Mais, en dépit de sa frayeur, ma mère se refusait à prendre rien au-delà de son dû, et ne voulait absolument pas se contenter de moins. Il n’était pas encore sept heures, disait-elle, et de loin ; elle connaissait son droit et voulait en user. Elle discutait encore avec moi, lorsqu’un bref et léger coup de sifflet retentit au loin sur la hauteur. C’en fut assez, et plus qu’assez, pour elle et pour moi.

— J’emporte toujours ce que j’ai, fit-elle en se relevant.

— Et j’emporte ceci pour arrondir le compte, ajoutais-je, empoignant le paquet de toile cirée.

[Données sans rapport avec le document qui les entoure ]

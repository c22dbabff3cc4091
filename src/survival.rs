//! Survival challenges: which creatures get to reproduce at turnover.

use crate::creature::Creature;
use crate::grid::{Coord, Grid};
use serde::{Deserialize, Serialize};

/// Decides, from a creature's final state, whether it survives the generation
pub trait SurvivalPredicate: Send + Sync {
    fn passes(&self, creature: &Creature, grid: &Grid) -> bool;

    fn name(&self) -> &str {
        "custom"
    }
}

/// Built-in location-based challenges
#[derive(Debug, Clone, Copy, PartialEq, Default, Serialize, Deserialize)]
#[serde(tag = "kind", rename_all = "snake_case")]
pub enum Challenge {
    /// Every living creature survives
    All,
    #[default]
    RightHalf,
    LeftHalf,
    /// Eastmost quarter of the grid
    RightQuarter,
    /// Within `radius` cells of the grid centre
    CenterCircle { radius: f32 },
    /// Within `radius` cells of any grid corner
    Corners { radius: f32 },
    /// Within `width` cells of any grid edge
    Border { width: i16 },
}

impl SurvivalPredicate for Challenge {
    fn passes(&self, creature: &Creature, grid: &Grid) -> bool {
        if !creature.alive {
            return false;
        }
        let w = grid.width() as i16;
        let h = grid.height() as i16;
        let Coord { x, y } = creature.loc;

        match *self {
            Challenge::All => true,
            Challenge::RightHalf => x >= w / 2,
            Challenge::LeftHalf => x < w / 2,
            Challenge::RightQuarter => x >= w - w / 4,
            Challenge::CenterCircle { radius } => {
                let cx = (w - 1) as f32 / 2.0;
                let cy = (h - 1) as f32 / 2.0;
                euclidean(x as f32 - cx, y as f32 - cy) <= radius
            }
            Challenge::Corners { radius } => [(0, 0), (w - 1, 0), (0, h - 1), (w - 1, h - 1)]
                .iter()
                .any(|&(cx, cy)| euclidean((x - cx) as f32, (y - cy) as f32) <= radius),
            Challenge::Border { width } => {
                x < width || y < width || x >= w - width || y >= h - width
            }
        }
    }

    fn name(&self) -> &str {
        match self {
            Challenge::All => "all",
            Challenge::RightHalf => "right_half",
            Challenge::LeftHalf => "left_half",
            Challenge::RightQuarter => "right_quarter",
            Challenge::CenterCircle { .. } => "center_circle",
            Challenge::Corners { .. } => "corners",
            Challenge::Border { .. } => "border",
        }
    }
}

#[inline]
fn euclidean(dx: f32, dy: f32) -> f32 {
    (dx * dx + dy * dy).sqrt()
}

#[cfg(test)]
mod tests {
    use super::*;
    use crate::genetics::Genome;
    use crate::grid::Dir;

    fn at(x: i16, y: i16) -> Creature {
        let genome = Genome {
            genes: Vec::new(),
            max_energy: 0,
            osc_period: 2,
            responsiveness: 0,
            neuron_count: 1,
        };
        Creature::new(2, Coord::new(x, y), Dir::EAST, genome)
    }

    #[test]
    fn test_halves() {
        let grid = Grid::new(10, 10);
        assert!(Challenge::RightHalf.passes(&at(5, 0), &grid));
        assert!(!Challenge::RightHalf.passes(&at(4, 0), &grid));
        assert!(Challenge::LeftHalf.passes(&at(4, 9), &grid));
        assert!(!Challenge::LeftHalf.passes(&at(5, 9), &grid));
    }

    #[test]
    fn test_right_quarter() {
        let grid = Grid::new(12, 4);
        assert!(Challenge::RightQuarter.passes(&at(9, 1), &grid));
        assert!(!Challenge::RightQuarter.passes(&at(8, 1), &grid));
    }

    #[test]
    fn test_center_and_corners() {
        let grid = Grid::new(11, 11);
        let circle = Challenge::CenterCircle { radius: 2.0 };
        assert!(circle.passes(&at(5, 5), &grid));
        assert!(circle.passes(&at(5, 7), &grid));
        assert!(!circle.passes(&at(7, 7), &grid));

        let corners = Challenge::Corners { radius: 1.5 };
        assert!(corners.passes(&at(1, 1), &grid));
        assert!(corners.passes(&at(10, 9), &grid));
        assert!(!corners.passes(&at(5, 0), &grid));
    }

    #[test]
    fn test_border() {
        let grid = Grid::new(10, 10);
        let border = Challenge::Border { width: 2 };
        assert!(border.passes(&at(1, 5), &grid));
        assert!(border.passes(&at(5, 8), &grid));
        assert!(!border.passes(&at(5, 5), &grid));
    }

    #[test]
    fn test_dead_never_passes() {
        let grid = Grid::new(10, 10);
        let mut c = at(5, 5);
        c.alive = false;
        assert!(!Challenge::All.passes(&c, &grid));
    }

    #[test]
    fn test_yaml_form() {
        let c: Challenge = serde_yaml::from_str("kind: center_circle\nradius: 12.5\n").unwrap();
        assert_eq!(c, Challenge::CenterCircle { radius: 12.5 });
        let c: Challenge = serde_yaml::from_str("kind: right_half\n").unwrap();
        assert_eq!(c, Challenge::RightHalf);
        assert_eq!(c.name(), "right_half");
    }
}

Un instant de plus, et laissant la lumière auprès du coffre vide, nous descendions l’escalier à tâtons ; un autre encore, et, la porte ouverte, notre exode commençait. Il n’était que temps de déguerpir. Le brouillard se dissipait rapidement ; déjà la lune brillait, tout à fait dégagée, sur les hauteurs voisines, et c’était uniquement au creux du ravin et devant la porte de l’auberge, qu’un mince voile de brume flottait encore, pour cacher les premiers pas de notre fuite. Bien avant la mi-chemin du hameau, très peu au-delà du pied de la hauteur, nous arriverions en plein clair de lune. Et ce n’était pas tout, car déjà nous percevions le bruit de pas nombreux qui accouraient. Nous tournâmes la tête dans leur direction : une lumière balancée de droite et de gauche, et qui se rapprochait rapidement, nous montra que l’un des arrivants portait une lanterne.

— Mon petit, me dit soudain ma mère, prends l’argent et fuis. Je vais m’évanouir.

C’était, je le compris, la fin irrémissible pour tous deux. Combien je maudissais la lâcheté de nos voisins ! Combien j’en voulais à ma pauvre mère pour son honnêteté et son avidité, pour sa témérité passée et sa faiblesse présente !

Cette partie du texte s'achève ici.